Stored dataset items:

--- START ---

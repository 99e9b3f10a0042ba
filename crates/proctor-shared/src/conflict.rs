//! Exam conflict detection.
//!
//! Two time windows conflict when they overlap as *closed* intervals:
//! an exam ending at 12:00 conflicts with one starting at 12:00.
//!
//! The detector knows nothing about rooms or courses. The student schedule
//! feeds it every exam the student sits; the admin scheduler feeds it only
//! the exams sharing the candidate's room.

use chrono::{DateTime, Utc};
use serde::{Deserialize, Serialize};

/// Anything occupying a span of time.
pub trait TimeWindow {
    fn starts_at(&self) -> DateTime<Utc>;
    fn ends_at(&self) -> DateTime<Utc>;
}

impl<T: TimeWindow + ?Sized> TimeWindow for &T {
    fn starts_at(&self) -> DateTime<Utc> {
        (**self).starts_at()
    }

    fn ends_at(&self) -> DateTime<Utc> {
        (**self).ends_at()
    }
}

/// A bare time window, used for candidate exams that are not stored yet.
#[derive(Debug, Clone, Copy, PartialEq, Eq, Serialize, Deserialize)]
#[serde(rename_all = "camelCase")]
pub struct Window {
    pub start_time: DateTime<Utc>,
    pub end_time: DateTime<Utc>,
}

impl Window {
    pub fn new(start_time: DateTime<Utc>, end_time: DateTime<Utc>) -> Self {
        Self {
            start_time,
            end_time,
        }
    }

    /// Whether start is strictly before end.
    pub fn is_well_ordered(&self) -> bool {
        self.start_time < self.end_time
    }
}

impl TimeWindow for Window {
    fn starts_at(&self) -> DateTime<Utc> {
        self.start_time
    }

    fn ends_at(&self) -> DateTime<Utc> {
        self.end_time
    }
}

/// Closed-interval overlap: `startA <= endB && startB <= endA`.
///
/// Applied verbatim even when a window is ill-ordered.
pub fn overlaps(a: &impl TimeWindow, b: &impl TimeWindow) -> bool {
    a.starts_at() <= b.ends_at() && b.starts_at() <= a.ends_at()
}

/// An unordered pair of conflicting items, reported once.
///
/// `indices` are the positions of `first` and `second` in the input slice.
#[derive(Debug, PartialEq, Eq)]
pub struct ConflictPair<'a, T> {
    pub first: &'a T,
    pub second: &'a T,
    pub indices: (usize, usize),
}

// Manual impls: derive would require `T: Clone`/`T: Copy`.
impl<T> Clone for ConflictPair<'_, T> {
    fn clone(&self) -> Self {
        *self
    }
}

impl<T> Copy for ConflictPair<'_, T> {}

/// Every overlapping pair `(i, j)` with `i < j`, in discovery order.
///
/// Quadratic in the number of items, which is fine for the dozens to low
/// hundreds of exams one schedule holds.
pub fn find_conflicts<T: TimeWindow>(items: &[T]) -> Vec<ConflictPair<'_, T>> {
    let mut pairs = Vec::new();
    for (i, first) in items.iter().enumerate() {
        for (j, second) in items.iter().enumerate().skip(i + 1) {
            if overlaps(first, second) {
                pairs.push(ConflictPair {
                    first,
                    second,
                    indices: (i, j),
                });
            }
        }
    }
    pairs
}

/// Items overlapping `candidate`, in input order.
pub fn conflicting_with<'a, T, I>(candidate: &impl TimeWindow, items: I) -> Vec<&'a T>
where
    T: TimeWindow + 'a,
    I: IntoIterator<Item = &'a T>,
{
    items
        .into_iter()
        .filter(|item| overlaps(candidate, *item))
        .collect()
}

#[cfg(test)]
mod tests {
    use super::*;
    use chrono::TimeZone;

    fn at(hour: u32, minute: u32) -> DateTime<Utc> {
        Utc.with_ymd_and_hms(2025, 5, 20, hour, minute, 0).unwrap()
    }

    fn window(from: u32, to: u32) -> Window {
        Window::new(at(from, 0), at(to, 0))
    }

    #[test]
    fn test_partial_overlap_conflicts() {
        assert!(overlaps(&window(10, 12), &window(11, 13)));
    }

    #[test]
    fn test_touching_endpoints_conflict() {
        assert!(overlaps(&window(10, 12), &window(12, 14)));
        assert!(overlaps(&window(12, 14), &window(10, 12)));
    }

    #[test]
    fn test_disjoint_windows_do_not_conflict() {
        assert!(!overlaps(&window(10, 12), &window(13, 14)));
        assert!(!overlaps(&window(13, 14), &window(10, 12)));
    }

    #[test]
    fn test_containment_conflicts() {
        assert!(overlaps(&window(9, 17), &window(11, 12)));
    }

    #[test]
    fn test_ill_ordered_window_does_not_panic() {
        let reversed = Window::new(at(12, 0), at(10, 0));
        assert!(!reversed.is_well_ordered());
        // 12:00 <= 11:30 fails, so no overlap with [11:00, 11:30]
        assert!(!overlaps(&reversed, &Window::new(at(11, 0), at(11, 30))));
        // but a window covering both of its endpoints still overlaps
        assert!(overlaps(&reversed, &window(9, 13)));
    }

    #[test]
    fn test_find_conflicts_reports_each_pair_once_in_order() {
        let exams = vec![window(10, 12), window(11, 13), window(13, 14), window(9, 10)];
        let pairs = find_conflicts(&exams);

        let indices: Vec<(usize, usize)> = pairs.iter().map(|p| p.indices).collect();

        // [10,12]-[11,13], [10,12]-[9,10] (touch at 10), [11,13]-[13,14] (touch at 13)
        assert_eq!(indices, vec![(0, 1), (0, 3), (1, 2)]);
    }

    #[test]
    fn test_find_conflicts_is_exhaustive_against_brute_force() {
        let exams: Vec<Window> = (0..12)
            .map(|k| {
                let start = at(8 + (k * 7 % 9), (k * 13 % 4) * 15);
                Window::new(start, start + chrono::Duration::minutes(45 + 30 * (k as i64 % 3)))
            })
            .collect();

        let pairs = find_conflicts(&exams);

        let mut expected = 0;
        for i in 0..exams.len() {
            for j in 0..exams.len() {
                if i < j && overlaps(&exams[i], &exams[j]) {
                    expected += 1;
                    assert!(pairs
                        .iter()
                        .any(|p| std::ptr::eq(p.first, &exams[i]) && std::ptr::eq(p.second, &exams[j])));
                }
            }
        }
        assert_eq!(pairs.len(), expected);
        assert!(pairs.iter().all(|p| !std::ptr::eq(p.first, p.second)));
    }

    #[test]
    fn test_empty_and_single_inputs() {
        assert!(find_conflicts::<Window>(&[]).is_empty());
        assert!(find_conflicts(&[window(10, 12)]).is_empty());
    }

    #[test]
    fn test_conflicting_with_candidate() {
        let existing = vec![window(10, 12), window(12, 14), window(15, 16)];
        let hits = conflicting_with(&window(11, 12), &existing);
        assert_eq!(hits.len(), 2);
        assert!(std::ptr::eq(hits[0], &existing[0]));
        assert!(std::ptr::eq(hits[1], &existing[1]));
    }

    #[test]
    fn test_pair_indices_point_at_its_items() {
        // equal windows, so only the index tells them apart
        let exams = vec![window(10, 12), window(15, 16), window(10, 12)];
        let pairs = find_conflicts(&exams);
        assert_eq!(pairs.len(), 1);
        let (i, j) = pairs[0].indices;
        assert_eq!((i, j), (0, 2));
        assert!(std::ptr::eq(pairs[0].first, &exams[i]));
        assert!(std::ptr::eq(pairs[0].second, &exams[j]));
    }
}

--- END ---

▶ **WHAT THE TASK ASKS**
All that is wanted is the run of lines from the start of the data through the line containing "The student schedule", copied word for word.

▶ **ANSWER TO THE PROBLEM**
repository 99e9b3f10a0042ba
filename crates/proctor-shared/src/conflict.rs
//! Exam conflict detection.
//!
//! Two time windows conflict when they overlap as *closed* intervals:
//! an exam ending at 12:00 conflicts with one starting at 12:00.
//!
//! The detector knows nothing about rooms or courses. The student schedule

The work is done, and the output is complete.